We know from the experience of the Southeast Asian H5N1 outbreak that the mortality rate is above 50 percent and that it is transmitted mainly through direct contact. If children come into contact with high concentrations of the H5N1 virus, they are very vulnerable to contracting a large number of complications originating in infection within the digestive and lower respiratory tracts, with major symptoms including diarrhea, encephalitis and acute respiratory distress syndrome. Moreover, the situation is more serious in the spring.
H5N2 follows a similar pattern of infection, although it is not quite as virulent as H5N1. The CDC’s advice to avoid contact with birds that have died of the flu is consistent with current scientific knowledge. Bird fatalities at present are quite likely to be infected with the highly pathogenic H5N2 strain, and as such are quite infectious, so caution is advised.
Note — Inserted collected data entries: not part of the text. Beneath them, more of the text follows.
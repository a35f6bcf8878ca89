//! UNIX domain socket transport: one stream socket per direction.

use crate::error::ConnectError;
use crate::transport::{Transport, TransportSettings};

/// Connect `send_path` for commands and `recv_path` for telemetry.
#[cfg(unix)]
pub async fn connect(
    send_path: &str,
    recv_path: &str,
    settings: &TransportSettings,
) -> Result<Transport, ConnectError> {
    use tokio::net::UnixStream;
    use tracing::debug;

    use crate::transport::stream::{StreamReceiver, StreamSender};
    use crate::transport::{TransportKind, connect_within};

    async fn open(path: &str, settings: &TransportSettings) -> Result<UnixStream, ConnectError> {
        connect_within(settings.connect_timeout, async {
            UnixStream::connect(path)
                .await
                .map_err(|e| ConnectError::from_io(path, e))
        })
        .await
    }

    let send_stream = open(send_path, settings).await?;
    let recv_stream = open(recv_path, settings).await?;

    debug!(send = %send_path, recv = %recv_path, "uds transport connected");

    Ok(Transport::new(
        TransportKind::Uds,
        Box::new(StreamSender::new(send_stream, send_path, settings)),
        Box::new(StreamReceiver::new(recv_stream, recv_path, settings)),
    ))
}

#[cfg(not(unix))]
pub async fn connect(
    send_path: &str,
    _recv_path: &str,
    _settings: &TransportSettings,
) -> Result<Transport, ConnectError> {
    Err(ConnectError::InvalidOptions(format!(
        "unix sockets are not supported on this platform ({send_path})"
    )))
}
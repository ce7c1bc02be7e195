//! ThresholdClamp CLI — apply the clamp to paired CSV columns.
//!
//! Commands:
//! - `apply` — read a value column and a threshold column from a CSV file,
//!   zero every value above its threshold, and write the values back out

use anyhow::{bail, Context, Result};
use clap::{Parser, Subcommand};
use std::io::Write;
use std::path::{Path, PathBuf};
use threshclamp_core::ClampConfig;

#[derive(Parser)]
#[command(
    name = "threshclamp",
    about = "ThresholdClamp CLI — zero every value above its paired threshold"
)]
struct Cli {
    #[command(subcommand)]
    command: Commands,
}

#[derive(Subcommand)]
enum Commands {
    /// Clamp the value column of a CSV file against its threshold column.
    Apply {
        /// Input CSV with a header row.
        #[arg(long)]
        input: PathBuf,

        /// Output CSV path. Defaults to stdout.
        #[arg(long)]
        output: Option<PathBuf>,

        /// Path to a TOML config file.
        #[arg(long)]
        config: Option<PathBuf>,

        /// Force the parallel path (overrides the config file).
        #[arg(long, default_value_t = false)]
        parallel: bool,

        /// Header of the value column.
        #[arg(long, default_value = "value")]
        value_column: String,

        /// Header of the threshold column.
        #[arg(long, default_value = "threshold")]
        threshold_column: String,
    },
}

fn main() -> Result<()> {
    let cli = Cli::parse();

    match cli.command {
        Commands::Apply {
            input,
            output,
            config,
            parallel,
            value_column,
            threshold_column,
        } => run_apply(
            &input,
            output.as_deref(),
            config.as_deref(),
            parallel,
            &value_column,
            &threshold_column,
        ),
    }
}

fn run_apply(
    input: &Path,
    output: Option<&Path>,
    config: Option<&Path>,
    parallel: bool,
    value_column: &str,
    threshold_column: &str,
) -> Result<()> {
    let mut config = match config {
        Some(path) => ClampConfig::load(path)?,
        None => ClampConfig::default(),
    };
    if parallel {
        config.parallel = true;
    }

    let (mut values, thresholds) = read_columns(input, value_column, threshold_column)?;
    let zeroed = config.apply(&mut values, &thresholds)?;

    match output {
        Some(path) => {
            let file = std::fs::File::create(path)
                .with_context(|| format!("failed to create '{}'", path.display()))?;
            write_values(file, &values)?;
        }
        None => write_values(std::io::stdout().lock(), &values)?,
    }

    eprintln!("Clamped {} values: {} zeroed", values.len(), zeroed);
    Ok(())
}

/// Read the named value and threshold columns from a headered CSV file.
fn read_columns(
    path: &Path,
    value_column: &str,
    threshold_column: &str,
) -> Result<(Vec<f64>, Vec<f64>)> {
    let mut rdr = csv::Reader::from_path(path)
        .with_context(|| format!("failed to open '{}'", path.display()))?;

    let headers = rdr.headers()?.clone();
    let column_index = |name: &str| -> Result<usize> {
        match headers.iter().position(|h| h.trim() == name) {
            Some(idx) => Ok(idx),
            None => bail!("column '{name}' not found in '{}'", path.display()),
        }
    };
    let value_idx = column_index(value_column)?;
    let threshold_idx = column_index(threshold_column)?;

    let mut values = Vec::new();
    let mut thresholds = Vec::new();
    for (i, record) in rdr.records().enumerate() {
        let record = record?;
        let row = i + 1;
        values.push(parse_cell(record.get(value_idx), value_column, row)?);
        thresholds.push(parse_cell(record.get(threshold_idx), threshold_column, row)?);
    }

    Ok((values, thresholds))
}

fn parse_cell(cell: Option<&str>, column: &str, row: usize) -> Result<f64> {
    let raw = cell.map(str::trim).unwrap_or("");
    if raw.is_empty() {
        bail!("row {row}: empty '{column}' cell");
    }
    raw.parse::<f64>()
        .with_context(|| format!("row {row}: invalid number '{raw}' in '{column}'"))
}

/// Write values as a single-column CSV headed `value`.
fn write_values<W: Write>(writer: W, values: &[f64]) -> Result<()> {
    let mut wtr = csv::Writer::from_writer(writer);
    wtr.write_record(["value"])?;
    for v in values {
        wtr.write_record([v.to_string()])?;
    }
    wtr.flush()?;
    Ok(())
}
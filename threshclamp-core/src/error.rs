//! Error types for the clamp and its configuration.

use thiserror::Error;

/// Errors from the clamp operation.
#[derive(Debug, Clone, PartialEq, Eq, Error)]
pub enum ClampError {
    #[error("length mismatch: {values} values but {thresholds} thresholds")]
    LengthMismatch { values: usize, thresholds: usize },
}

/// Errors from loading or validating a [`crate::ClampConfig`].
#[derive(Debug, Error)]
pub enum ConfigError {
    #[error("failed to read config '{path}': {source}")]
    Io {
        path: String,
        #[source]
        source: std::io::Error,
    },

    #[error("failed to parse config: {0}")]
    Parse(#[from] toml::de::Error),

    #[error("invalid config: {0}")]
    Invalid(String),
}
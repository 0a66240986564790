use pretty_assertions::assert_eq;
use rv_disasm::{decode32, Xlen};

fn enc_r(op: u32, rd: u32, f3: u32, rs1: u32, rs2: u32, f7: u32) -> u64 {
    ((f7 << 25) | (rs2 << 20) | (rs1 << 15) | (f3 << 12) | (rd << 7) | op) as u64
}
fn enc_i(op: u32, rd: u32, f3: u32, rs1: u32, imm: u32) -> u64 {
    (((imm & 0xFFF) << 20) | (rs1 << 15) | (f3 << 12) | (rd << 7) | op) as u64
}

fn rv64(word: u64) -> String {
    decode32(Xlen::Rv64, word)
}
fn rv32(word: u64) -> String {
    decode32(Xlen::Rv32, word)
}

#[test]
fn upper_immediates_and_jumps() {
    assert_eq!(rv64(0x0000_1097), "AUIPC ra(x1) := PC+1000    (class_AUIPC)");
    assert_eq!(rv64(0x0010_00EF), "JAL PC+800; ra(x1) := PC    (class_JAL)");
    assert_eq!(rv64(0x0085_00E7), "JALR a0(x10)+8; ra(x1) := PC    (class_JALR)");
}

#[test]
fn branches() {
    assert_eq!(rv64(0x00B5_1863), "BNE a0(x10) a1(x11); PC+10    (class_BRANCH)");
    assert_eq!(rv64(0x8020_F063), "BGEU ra(x1) sp(x2); PC+1000    (class_BRANCH)");
    // funct3 010 is not a branch, but the row still owns the opcode
    assert!(rv64(0x0000_2063).starts_with("<UNKNOWN> zero(x0) zero(x0)"));
}

#[test]
fn loads_and_stores() {
    assert_eq!(rv64(0x0101_3503), "LD a0(x10) := MEM [sp(x2) + 10]    (class_LOAD)");
    assert_eq!(
        rv32(0x0101_3503),
        "LD a0(x10) := MEM [sp(x2) + 10]  (ILLEGAL for RV32)    (class_LOAD)"
    );
    assert!(rv32(0x0041_6503).starts_with("LWU"));
    assert!(rv32(0x0041_6503).contains("(ILLEGAL for RV32)"));
    assert!(rv64(0x0041_7503).starts_with("<UNKNOWN> a0(x10) := MEM"));

    assert_eq!(rv64(0x7EB5_2FA3), "SW MEM [a0(x10) + 7ff] := a1(x11)    (class_STORE)");
    assert_eq!(
        rv32(0x0011_3423),
        "SD MEM [sp(x2) + 8] := ra(x1)  (ILLEGAL for RV32)    (class_STORE)"
    );
}

#[test]
fn immediate_alu() {
    // immediates are shown raw, without sign extension
    assert_eq!(rv64(0xFFF5_0513), "ADDI a0(x10) := a0(x10), fff    (class_ALU_I)");
    assert_eq!(rv64(enc_i(0x13, 5, 0b111, 6, 0xFF)), "ANDI t0(x5) := t1(x6), ff    (class_ALU_I)");
    assert_eq!(rv64(0x4035_5513), "SRAI a0(x10) := a0(x10) shiftby 3    (class_ALU_I)");
}

#[test]
fn wide_shift_amount_is_illegal_on_rv32() {
    // slli a0, a0, 33
    assert_eq!(rv64(0x0215_1513), "SLLI a0(x10) := a0(x10) shiftby 21    (class_ALU_I)");
    assert_eq!(
        rv32(0x0215_1513),
        "SLLI a0(x10) := a0(x10) shiftby 21  (ILLEGAL for RV32)    (class_ALU_I)"
    );
    // shamt < 32 is fine everywhere
    assert!(!rv32(0x4035_5513).contains("ILLEGAL"));
}

#[test]
fn register_alu() {
    assert_eq!(rv64(0x40C5_8533), "SUB a0(x10) := a1(x11), a2(x12)    (class_ALU)");
    assert_eq!(rv64(enc_r(0x33, 7, 0b101, 8, 9, 0x20)), "SRA t2(x7) := s0/fp(x8), s1(x9)    (class_ALU)");
    // funct7 = 2 selects nothing
    assert_eq!(rv64(0x04C5_8533), "<UNKNOWN> a0(x10) := a1(x11), a2(x12)    (class_ALU)");
}

#[test]
fn word_ops() {
    assert_eq!(rv64(0x0015_051B), "ADDIW a0(x10) := a0(x10), 1    (class_ALU_IW)");
    assert_eq!(
        rv32(0x4055_551B),
        "SRAIW a0(x10) := a0(x10) shiftby 5  (ILLEGAL for RV32)    (class_ALU_IW)"
    );
    assert_eq!(rv64(0x00C5_953B), "SLLW a0(x10) := a1(x11), a2(x12)    (class_ALU_W)");
    assert_eq!(rv64(0x40C5_D53B), "SRAW a0(x10) := a1(x11), a2(x12)    (class_ALU_W)");
    assert!(rv32(0x00C5_953B).ends_with("(ILLEGAL for RV32)    (class_ALU_W)"));
}

#[test]
fn fences() {
    assert_eq!(rv64(0x0FF0_000F), "FENCE fm 0 pred f succ f    (class_FENCE)");
    assert_eq!(rv64(0x0000_100F), "FENCE.I zero(x0) := zero(x0), 0    (class_FENCE)");
    assert_eq!(rv64(0x0000_200F), "<UNKNOWN>    (class_FENCE)");
}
As to whether the H5N1 virus can be transmitted from human to human, it would require the avian flu virus to adapt so that it can bind to the human respiratory tract receptors and be carried through airborne transmission. At present, avian flu viruses like H5N2 or H5N1 are unable to do this in nature. However, US and Dutch researchers have demonstrated that it is possible to synthesize a variant of the H5N1 virus in the lab that can do both of these things.
Shouldn’t the head of the bureau be aware of what scientists the world over are worried about? It is the transmission of H5N1 from human to human, not whether the highly pathogenic H5N2 avian flu is harmful to humans. Chicken farmers, parents and children beware.
Mayo Kuo is a Taiwan-based pediatrician and his brother, Max Kuo, is a US-based pediatrician.